**Exercise:** Check each line of the records below for the word "main" and copy those where it appears.

[Opening Material provided section]

use std::sync::Arc;

use anyhow::Context;
use bridge::{port_pair, CorePorts, StorageBridge, StorageCommand, TracingSink};
use common::utils::logging::{init_logging_default, init_logging_json};
use configs::BridgeConfig;
use dotenvy::dotenv;
use store::{JsonFileStore, KvStore, MemoryStore};
use tokio::io::{stdin, stdout, AsyncBufReadExt, AsyncWriteExt, BufReader};
use tracing::{error, info, warn};
use uuid::Uuid;

fn init_logging() {
    // Load .env first so RUST_LOG and LOG_FORMAT can come from it
    dotenv().ok();
    // LOG_FORMAT=compact for human-readable output; JSON otherwise
    match std::env::var("LOG_FORMAT").as_deref() {
        Ok("compact") => init_logging_default(),
        _ => init_logging_json(),
    }
    info!(service = "bridged", event = "logger_init", "tracing subscriber initialized");
}

async fn build_store(config: &BridgeConfig) -> anyhow::Result<Arc<dyn KvStore>> {
    let store: Arc<dyn KvStore> = match config.store.backend.as_str() {
        "memory" => {
            if config.store.max_bytes > 0 {
                Arc::new(MemoryStore::with_capacity(config.store.max_bytes))
            } else {
                Arc::new(MemoryStore::new())
            }
        }
        _ => {
            JsonFileStore::open(&config.store.path, config.store.max_bytes)
                .await
                .with_context(|| format!("cannot open store at {}", config.store.path))?
        }
    };
    Ok(store)
}

#[tokio::main]
async fn main() -> anyhow::Result<()> {
    init_logging();

    let service_id = Uuid::new_v4();
    let pid = std::process::id();
    let version = env!("CARGO_PKG_VERSION");

    std::panic::set_hook(Box::new(move |info| {
        error!(
            service = "bridged",
            event = "panic",
            %service_id,
            pid,
            message = %info,
            "unhandled panic occurred"
        );
    }));

    info!(
        service = "bridged",
        event = "starting",
        %service_id,
        pid,
        version,
        "storage bridge starting"
    );

    let config = BridgeConfig::load_and_validate().unwrap_or_else(|e| {
        warn!("failed to load config file: {}, using defaults", e);
        BridgeConfig::default()
    });
    info!("loaded configuration: {:?}", config);

    let store = build_store(&config).await?;

    if config.admin.enabled {
        common::admin_http::spawn_admin_server(
            &config.admin.listen,
            bridge::observability::encode_metrics,
        )
        .await?;
    }

    let bridge = StorageBridge::new(
        store,
        Arc::new(TracingSink),
        config.bridge.clear_scope.clone(),
    );
    let (core, handle) = port_pair(config.ports.capacity);
    let relay = bridge.register(handle).await.context("register storage bridge")?;

    let CorePorts { commands, mut responses } = core;

    // stdout side: one JSON line per response
    let writer = tokio::spawn(async move {
        let mut out = stdout();
        while let Some(resp) = responses.recv().await {
            match serde_json::to_string(&resp) {
                Ok(line) => {
                    if out.write_all(line.as_bytes()).await.is_err()
                        || out.write_all(b"\n").await.is_err()
                    {
                        break;
                    }
                    let _ = out.flush().await;
                }
                Err(e) => error!(error = %e, "cannot encode response"),
            }
        }
    });

    // stdin side: one JSON command per line; malformed lines are skipped
    let mut lines = BufReader::new(stdin()).lines();
    while let Some(line) = lines.next_line().await? {
        let line = line.trim();
        if line.is_empty() {
            continue;
        }
        match serde_json::from_str::<StorageCommand>(line) {
            Ok(cmd) => {
                if commands.send(cmd).await.is_err() {
                    warn!("command port closed, stopping input loop");
                    break;
                }
            }
            Err(e) => warn!(error = %e, "skipping malformed command line"),
        }
    }

    // EOF: close the command port so the relay drains and finishes
    drop(commands);
    relay.await.ok();
    writer.await.ok();

    info!(service = "bridged", event = "shutdown", "storage bridge stopped");
    Ok(())
}
use async_trait::async_trait;
use dashmap::DashMap;

use crate::errors::StoreError;
use crate::kv::KvStore;

/// In-memory key-value store.
///
/// Backs tests and hosts that do not want persistence. An optional byte
/// capacity (sum of key and value lengths) mimics the host-defined quota
/// of a real persistent store.
#[derive(Default)]
pub struct MemoryStore {
    map: DashMap<String, String>,
    max_bytes: Option<u64>,
}

impl MemoryStore {
    pub fn new() -> Self {
        Self::default()
    }

    /// Store that rejects writes once `max_bytes` of keys+values is held.
    pub fn with_capacity(max_bytes: u64) -> Self {
        Self { map: DashMap::new(), max_bytes: Some(max_bytes) }
    }

    fn used_bytes(&self) -> u64 {
        self.map
            .iter()
            .map(|entry| (entry.key().len() + entry.value().len()) as u64)
            .sum()
    }
}

#[async_trait]
impl KvStore for MemoryStore {
    async fn get(&self, key: &str) -> Result<Option<String>, StoreError> {
        Ok(self.map.get(key).map(|v| v.clone()))
    }

    async fn set(&self, key: &str, value: &str) -> Result<(), StoreError> {
        if let Some(limit) = self.max_bytes {
            let replaced = self
                .map
                .get(key)
                .map(|v| (key.len() + v.len()) as u64)
                .unwrap_or(0);
            let incoming = (key.len() + value.len()) as u64;
            if self.used_bytes() - replaced + incoming > limit {
                return Err(StoreError::QuotaExceeded { limit });
            }
        }
        self.map.insert(key.to_string(), value.to_string());
        Ok(())
    }

    async fn remove(&self, key: &str) -> Result<bool, StoreError> {
        Ok(self.map.remove(key).is_some())
    }

    async fn keys(&self) -> Result<Vec<String>, StoreError> {
        Ok(self.map.iter().map(|entry| entry.key().clone()).collect())
    }
}

#[cfg(test)]
mod tests {
    use super::*;

    #[tokio::test]
    async fn basic_crud() -> Result<(), anyhow::Error> {
        let store = MemoryStore::new();

        assert!(store.get("a").await?.is_none());

        store.set("a", "1").await?;
        assert_eq!(store.get("a").await?.as_deref(), Some("1"));

        store.set("a", "2").await?;
        assert_eq!(store.get("a").await?.as_deref(), Some("2"));

        assert!(store.remove("a").await?);
        assert!(!store.remove("a").await?);
        assert!(store.get("a").await?.is_none());
        Ok(())
    }

    #[tokio::test]
    async fn quota_rejects_oversized_write() -> Result<(), anyhow::Error> {
        let store = MemoryStore::with_capacity(8);

        // "key" + "val" = 6 bytes, fits
        store.set("key", "val").await?;

        // another 6 bytes would exceed the 8-byte cap
        let err = store.set("big", "xxx").await.unwrap_err();
        assert!(matches!(err, StoreError::QuotaExceeded { limit: 8 }));

        // overwriting in place stays within quota
        store.set("key", "ok!").await?;
        assert_eq!(store.get("key").await?.as_deref(), Some("ok!"));
        Ok(())
    }

    #[tokio::test]
    async fn keys_lists_everything() -> Result<(), anyhow::Error> {
        let store = MemoryStore::new();
        store.set("a", "1").await?;
        store.set("b", "2").await?;
        let mut keys = store.keys().await?;
        keys.sort();
        assert_eq!(keys, vec!["a".to_string(), "b".to_string()]);
        Ok(())
    }
}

[Closing Material provided section]

**Task answer:**
#[tokio::main]
async fn main() -> anyhow::Result<()> {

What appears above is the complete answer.